What follows is a set of records; give them all back exactly.

------ Source data ------

//! Numeric transcoders
//!
//! Values travel as decimal ASCII: no leading zeros, a sign only for
//! negatives. This is exactly what `Display` produces for integers.

use std::str::FromStr;

use bytes::Bytes;

use crate::error::{RedlineError, Result};
use super::Transcoder;

/// `i32` as decimal text
#[derive(Debug, Clone, Copy, Default)]
pub struct IntegerTranscoder;

/// `i64` as decimal text
#[derive(Debug, Clone, Copy, Default)]
pub struct LongTranscoder;

/// `f64` as decimal text with an optional fractional part
#[derive(Debug, Clone, Copy, Default)]
pub struct DoubleTranscoder;

impl Transcoder for IntegerTranscoder {
    type Value = i32;

    fn encode(&self, value: &i32) -> Result<Bytes> {
        Ok(Bytes::from(value.to_string()))
    }

    fn decode(&self, data: Bytes) -> Result<i32> {
        parse_integer(&data)
    }
}

impl Transcoder for LongTranscoder {
    type Value = i64;

    fn encode(&self, value: &i64) -> Result<Bytes> {
        Ok(Bytes::from(value.to_string()))
    }

    fn decode(&self, data: Bytes) -> Result<i64> {
        parse_integer(&data)
    }
}

impl Transcoder for DoubleTranscoder {
    type Value = f64;

    fn encode(&self, value: &f64) -> Result<Bytes> {
        // Servers spell infinities "inf"; NaN has no wire form
        if value.is_nan() {
            return Err(RedlineError::Transcoder("NaN cannot be encoded".to_string()));
        }
        let text = match (value.is_infinite(), value.is_sign_positive()) {
            (true, true) => "inf".to_string(),
            (true, false) => "-inf".to_string(),
            _ => value.to_string(),
        };
        Ok(Bytes::from(text))
    }

    fn decode(&self, data: Bytes) -> Result<f64> {
        let text = ascii(&data)?;
        let value = match text {
            "inf" | "+inf" => f64::INFINITY,
            "-inf" => f64::NEG_INFINITY,
            _ if is_decimal(text) => text.parse::<f64>().map_err(|e| invalid(text, e))?,
            _ => return Err(invalid(text, "not a decimal number")),
        };
        Ok(value)
    }
}

/// Decimal integer without surrounding whitespace
fn parse_integer<T>(data: &[u8]) -> Result<T>
where
    T: FromStr,
    T::Err: std::fmt::Display,
{
    let text = ascii(data)?;
    let digits = text.strip_prefix('-').unwrap_or(text);
    if digits.is_empty() || !digits.bytes().all(|b| b.is_ascii_digit()) {
        return Err(invalid(text, "not an integer"));
    }
    text.parse::<T>().map_err(|e| invalid(text, e))
}

/// `-?digits(.digits)?` with an optional exponent
fn is_decimal(text: &str) -> bool {
    let body = text.strip_prefix('-').unwrap_or(text);
    let (mantissa, exponent) = match body.find(&['e', 'E'][..]) {
        Some(i) => (&body[..i], Some(&body[i + 1..])),
        None => (body, None),
    };

    let (whole, fraction) = match mantissa.split_once('.') {
        Some((w, f)) => (w, Some(f)),
        None => (mantissa, None),
    };

    let digits = |s: &str| s.bytes().all(|b| b.is_ascii_digit());
    let mantissa_ok = match fraction {
        Some(f) => (!whole.is_empty() || !f.is_empty()) && digits(whole) && digits(f),
        None => !whole.is_empty() && digits(whole),
    };
    let exponent_ok = match exponent {
        Some(e) => {
            let e = e.strip_prefix(&['-', '+'][..]).unwrap_or(e);
            !e.is_empty() && digits(e)
        }
        None => true,
    };

    mantissa_ok && exponent_ok
}

fn ascii(data: &[u8]) -> Result<&str> {
    std::str::from_utf8(data)
        .map_err(|_| RedlineError::Transcoder("numeric payload is not UTF-8".to_string()))
}

fn invalid(text: &str, reason: impl std::fmt::Display) -> RedlineError {
    RedlineError::Transcoder(format!("cannot decode '{}': {}", text, reason))
}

------

--- Response to this exercise ---
//! Numeric transcoders
//!
//! Values travel as decimal ASCII: no leading zeros, a sign only for
//! negatives. This is exactly what `Display` produces for integers.

use std::str::FromStr;

use bytes::Bytes;

use crate::error::{RedlineError, Result};
use super::Transcoder;

/// `i32` as decimal text
#[derive(Debug, Clone, Copy, Default)]
pub struct IntegerTranscoder;

/// `i64` as decimal text
#[derive(Debug, Clone, Copy, Default)]
pub struct LongTranscoder;

/// `f64` as decimal text with an optional fractional part
#[derive(Debug, Clone, Copy, Default)]
pub struct DoubleTranscoder;

impl Transcoder for IntegerTranscoder {
    type Value = i32;

    fn encode(&self, value: &i32) -> Result<Bytes> {
        Ok(Bytes::from(value.to_string()))
    }

    fn decode(&self, data: Bytes) -> Result<i32> {
        parse_integer(&data)
    }
}

impl Transcoder for LongTranscoder {
    type Value = i64;

    fn encode(&self, value: &i64) -> Result<Bytes> {
        Ok(Bytes::from(value.to_string()))
    }

    fn decode(&self, data: Bytes) -> Result<i64> {
        parse_integer(&data)
    }
}

impl Transcoder for DoubleTranscoder {
    type Value = f64;

    fn encode(&self, value: &f64) -> Result<Bytes> {
        // Servers spell infinities "inf"; NaN has no wire form
        if value.is_nan() {
            return Err(RedlineError::Transcoder("NaN cannot be encoded".to_string()));
        }
        let text = match (value.is_infinite(), value.is_sign_positive()) {
            (true, true) => "inf".to_string(),
            (true, false) => "-inf".to_string(),
            _ => value.to_string(),
        };
        Ok(Bytes::from(text))
    }

    fn decode(&self, data: Bytes) -> Result<f64> {
        let text = ascii(&data)?;
        let value = match text {
            "inf" | "+inf" => f64::INFINITY,
            "-inf" => f64::NEG_INFINITY,
            _ if is_decimal(text) => text.parse::<f64>().map_err(|e| invalid(text, e))?,
            _ => return Err(invalid(text, "not a decimal number")),
        };
        Ok(value)
    }
}

/// Decimal integer without surrounding whitespace
fn parse_integer<T>(data: &[u8]) -> Result<T>
where
    T: FromStr,
    T::Err: std::fmt::Display,
{
    let text = ascii(data)?;
    let digits = text.strip_prefix('-').unwrap_or(text);
    if digits.is_empty() || !digits.bytes().all(|b| b.is_ascii_digit()) {
        return Err(invalid(text, "not an integer"));
    }
    text.parse::<T>().map_err(|e| invalid(text, e))
}

/// `-?digits(.digits)?` with an optional exponent
fn is_decimal(text: &str) -> bool {
    let body = text.strip_prefix('-').unwrap_or(text);
    let (mantissa, exponent) = match body.find(&['e', 'E'][..]) {
        Some(i) => (&body[..i], Some(&body[i + 1..])),
        None => (body, None),
    };

    let (whole, fraction) = match mantissa.split_once('.') {
        Some((w, f)) => (w, Some(f)),
        None => (mantissa, None),
    };

    let digits = |s: &str| s.bytes().all(|b| b.is_ascii_digit());
    let mantissa_ok = match fraction {
        Some(f) => (!whole.is_empty() || !f.is_empty()) && digits(whole) && digits(f),
        None => !whole.is_empty() && digits(whole),
    };
    let exponent_ok = match exponent {
        Some(e) => {
            let e = e.strip_prefix(&['-', '+'][..]).unwrap_or(e);
            !e.is_empty() && digits(e)
        }
        None => true,
    };

    mantissa_ok && exponent_ok
}

fn ascii(data: &[u8]) -> Result<&str> {
    std::str::from_utf8(data)
        .map_err(|_| RedlineError::Transcoder("numeric payload is not UTF-8".to_string()))
}

fn invalid(text: &str, reason: impl std::fmt::Display) -> RedlineError {
    RedlineError::Transcoder(format!("cannot decode '{}': {}", text, reason))
}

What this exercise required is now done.